Too much of this industry’s defining debate has been focused on hearsay and misinformation made possible by the lack of facts and nonobjective oratory (what other kind of oratory is there?). The more we discuss these things, the more we will understand the issues and the realities of where we are. Only then will there be even a remotely unified will to make the necessary changes. I do fear that given the substantially varying degrees of subjective needs, finding common ground will be hard. But at the end of the day, if we lose the trust in the end user, we are all doomed.
Digital has been as much about innovation as anything. Innovation has been one of the most important aspects of the tremendous changes, mostly good, brought about by the Internet. But as we try to move from adolescence as an industry and into some level of early maturity (a state just about everyone agrees is necessary for us to continue to see massive spending increases), we need to find a way to more evenly standardize our processes.
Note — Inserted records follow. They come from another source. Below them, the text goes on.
//! Unsupervised grouping collaborator.
//!
//! Exposed through the narrow contract the pipeline relies on: fit a
//! grouping model over a feature matrix, then assign a group per record.
//! The fitted model is a serializable artifact so the registry can persist
//! it alongside the per-group classifiers.

use rand::rngs::StdRng;
use rand::seq::SliceRandom;
use rand::SeedableRng;
use serde::{Deserialize, Serialize};
use tracing::debug;

use crate::errors::PipelineError;
use crate::features::FeatureMatrix;
use crate::types::GroupId;

/// Configuration for k-means grouping.
#[derive(Clone, Copy, Debug)]
pub struct KMeansConfig {
    /// Number of groups to partition records into.
    pub clusters: usize,
    /// Iteration cap for centroid refinement.
    pub max_iterations: usize,
    /// RNG seed for centroid initialization; fitting is deterministic
    /// given the seed and input order.
    pub seed: u64,
}

impl Default for KMeansConfig {
    fn default() -> Self {
        Self {
            clusters: 3,
            max_iterations: 100,
            seed: 42,
        }
    }
}

/// Fitted grouping model: one centroid per group.
#[derive(Clone, Debug, Serialize, Deserialize)]
pub struct GroupingModel {
    centroids: Vec<Vec<f64>>,
}

impl GroupingModel {
    /// Number of groups this model can assign.
    pub fn group_count(&self) -> usize {
        self.centroids.len()
    }

    /// Assign each record its nearest-centroid group.
    ///
    /// Distance ties resolve toward the lower group id, so assignment is
    /// stable across calls for identical input.
    pub fn assign(&self, features: &FeatureMatrix) -> Vec<GroupId> {
        features
            .rows
            .iter()
            .map(|row| self.nearest_centroid(row))
            .collect()
    }

    fn nearest_centroid(&self, row: &[f64]) -> GroupId {
        let mut best = 0;
        let mut best_distance = f64::INFINITY;
        for (group, centroid) in self.centroids.iter().enumerate() {
            let distance = squared_distance(row, centroid);
            if distance < best_distance {
                best = group;
                best_distance = distance;
            }
        }
        best
    }
}

/// K-means fitting entry point.
pub struct KMeans;

impl KMeans {
    /// Fit a grouping model over the feature rows of `features`.
    ///
    /// Fails with a configuration error when there are fewer rows than
    /// requested groups or the group count is zero.
    pub fn fit(
        config: &KMeansConfig,
        features: &FeatureMatrix,
    ) -> Result<GroupingModel, PipelineError> {
        if config.clusters == 0 {
            return Err(PipelineError::Configuration(
                "grouping requires at least one cluster".to_string(),
            ));
        }
        if features.len() < config.clusters {
            return Err(PipelineError::Configuration(format!(
                "{} records cannot seed {} clusters",
                features.len(),
                config.clusters
            )));
        }

        let mut rng = StdRng::seed_from_u64(config.seed);
        let mut seed_indices: Vec<usize> = (0..features.len()).collect();
        seed_indices.shuffle(&mut rng);
        let mut centroids: Vec<Vec<f64>> = seed_indices[..config.clusters]
            .iter()
            .map(|&idx| features.rows[idx].clone())
            .collect();

        let mut assignments = vec![0_usize; features.len()];
        for iteration in 0..config.max_iterations {
            let model = GroupingModel {
                centroids: centroids.clone(),
            };
            let next = model.assign(features);
            if next == assignments && iteration > 0 {
                debug!(iteration, "k-means converged");
                break;
            }
            assignments = next;
            centroids = recompute_centroids(features, &assignments, &centroids);
        }

        Ok(GroupingModel { centroids })
    }
}

fn recompute_centroids(
    features: &FeatureMatrix,
    assignments: &[usize],
    previous: &[Vec<f64>],
) -> Vec<Vec<f64>> {
    let width = features.feature_count();
    let mut sums = vec![vec![0.0_f64; width]; previous.len()];
    let mut counts = vec![0_usize; previous.len()];
    for (row, &group) in features.rows.iter().zip(assignments) {
        counts[group] += 1;
        for (total, value) in sums[group].iter_mut().zip(row) {
            *total += value;
        }
    }
    sums.into_iter()
        .zip(counts)
        .enumerate()
        .map(|(group, (sum, count))| {
            if count == 0 {
                // An emptied cluster keeps its previous centroid.
                previous[group].clone()
            } else {
                sum.into_iter().map(|total| total / count as f64).collect()
            }
        })
        .collect()
}

fn squared_distance(lhs: &[f64], rhs: &[f64]) -> f64 {
    lhs.iter()
        .zip(rhs)
        .map(|(a, b)| (a - b) * (a - b))
        .sum()
}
This is not to suggest that we should turn away from innovation, programmatic or experimenting with big data in appropriate ways. Rather it is simply to say that we need to establish standards of behavior. We need to be transparent. We sometimes need to ask a lot more questions about the “how” and “why” of new innovations before we run full speed after them.
Change is real. It is not stopping and will continue to be constant. Change will continue to usher in creative destruction. We just need to realize that our industry is big enough now that many people are watching and care a lot. Heck, whole continents are joining the discussion.